888. Eight eighty-eight
Eight eighty-eight, just like a gate
Always open, & i'm ever gropin'
for stupid rhymes to keep in time
all my words fly up like birds
they are so bare they go nowhere
without a sound fall to the ground
bounce up again into the rain
into my pain against the grain
out of the light into the night
they meet Descartes, that drunken fart
he says "I am," they say they can
he says "I was" then all he does
is sit and more, he cannot cope
Then they say they'll fly away
he says "oh good, I wish I could"
they start to fly and say goodbye
far away across the day
across the sand in a river they land
the river will abate, it's eight eighty-eight
Whiffletrees, whiffles trees, bite my knees, bite my knees
are not trees, are not trees, in the leas(t), in the leas(t).
890. Getting nervous
Getting nervous about a dumb psychology exam.

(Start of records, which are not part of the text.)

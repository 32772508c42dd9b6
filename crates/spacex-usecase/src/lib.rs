//! # SpaceX Use Case Layer
//!
//! Application-specific flows on top of the domain: per-entity services
//! (fetch, transition, save) and the facade that orchestrates paired
//! rocket/mission updates.
//!
//! The facade is the only component allowed to mutate both entities as a
//! result of one user action. The stores are independent, so a rocket-side
//! transition can commit while the mission-side one fails; the facade
//! reports both outcomes instead of pretending the pair is atomic.

pub mod error;
pub mod facade;
pub mod mission_service;
pub mod rocket_service;

pub use error::{Result, ServiceError};
pub use facade::{RocketUpdate, SpaceXFacade};
pub use mission_service::MissionService;
pub use rocket_service::RocketService;
//! Rocket service: fetch, transition, save.
//!
//! The service owns no state-machine rules; it resolves ids against the
//! rocket store and lets the entity validate the transition.

use std::cmp::Ordering;

use spacex_domain::{
    InvalidStateError, MissionId, Rocket, RocketId, RocketRepository,
};

use crate::error::{Result, ServiceError};

pub struct RocketService<R> {
    repository: R,
}

impl<R: RocketRepository> RocketService<R> {
    pub fn new(repository: R) -> Self {
        Self { repository }
    }

    /// Persist a rocket (create or update).
    pub fn add(&mut self, rocket: Rocket) -> Result<Rocket> {
        self.repository.save(&rocket)?;
        Ok(rocket)
    }

    pub fn get(&self, id: &RocketId) -> Result<Option<Rocket>> {
        Ok(self.repository.get(id)?)
    }

    /// Fetch a rocket, mapping a storage miss to `NotFound`.
    pub fn require(&self, id: &RocketId) -> Result<Rocket> {
        self.get(id)?
            .ok_or_else(|| ServiceError::not_found("rocket", id))
    }

    pub fn get_all(&self) -> Result<Vec<Rocket>> {
        Ok(self.repository.get_all()?)
    }

    /// All rockets currently belonging to the given mission.
    pub fn get_by_mission(&self, mission_id: &MissionId) -> Result<Vec<Rocket>> {
        Ok(self.repository.find_by_mission_id(mission_id)?)
    }

    /// Read-only projection: all rockets ordered by the given comparator.
    pub fn sorted_by<F>(&self, mut compare: F) -> Result<Vec<Rocket>>
    where
        F: FnMut(&Rocket, &Rocket) -> Ordering,
    {
        let mut rockets = self.get_all()?;
        rockets.sort_by(|a, b| compare(a, b));
        Ok(rockets)
    }

    /// ON_GROUND -> IN_SPACE.
    pub fn start(&mut self, id: &RocketId) -> Result<Rocket> {
        self.update(id, Rocket::start)
    }

    /// ON_GROUND -> IN_REPAIR.
    pub fn repair(&mut self, id: &RocketId) -> Result<Rocket> {
        self.update(id, Rocket::repair)
    }

    /// IN_REPAIR or IN_SPACE -> ON_GROUND.
    pub fn return_to_ground(&mut self, id: &RocketId) -> Result<Rocket> {
        self.update(id, Rocket::return_to_ground)
    }

    fn update<F>(&mut self, id: &RocketId, operation: F) -> Result<Rocket>
    where
        F: FnOnce(&Rocket) -> std::result::Result<Rocket, InvalidStateError>,
    {
        let rocket = self.require(id)?;
        let updated = operation(&rocket)?;
        self.repository.save(&updated)?;
        Ok(updated)
    }
}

I'm beginning to hate it. I haven't learned anything, I haven't tried, there's nothing to try for. Bloody hello. Paranoia will still return again. Psychology. Arrgh! Even sociology is better, even psych last year was better, even, oh, I think i'm gonna, wish I could die. Oh my goodness, suicidal tendencies. Definitely "B" type behaviour. Abnormal, whatever.
981. Major decision
Major decision yesterday. Had an approach-approach conflict. A pain. Whether to go to Vancouver as planned, see Brenda and have a terrific time, or to let Lani and her friend come over. Trauma! What to do? Well, i cancelled Vancouver, Brenda can live without me, she's got homework and stuffe. I just hope Lani makes it up despite Seattle snow.
892. Just-a sittin' here waitin'
I'm-a waitin' for Classics 'cause Socolgy was canc'll'd. Third floor lib'ry's where I'm. Nob'dy around, just me, a' in the background wigglin' chairs, rustlin' papers and book noises. I'm-a drippin' offta sleep. I'm-a time-killer. Dozy mornin' reading. Soshul Werk & Psycolgy and Ezra Poun's Cantoes. Dionysus.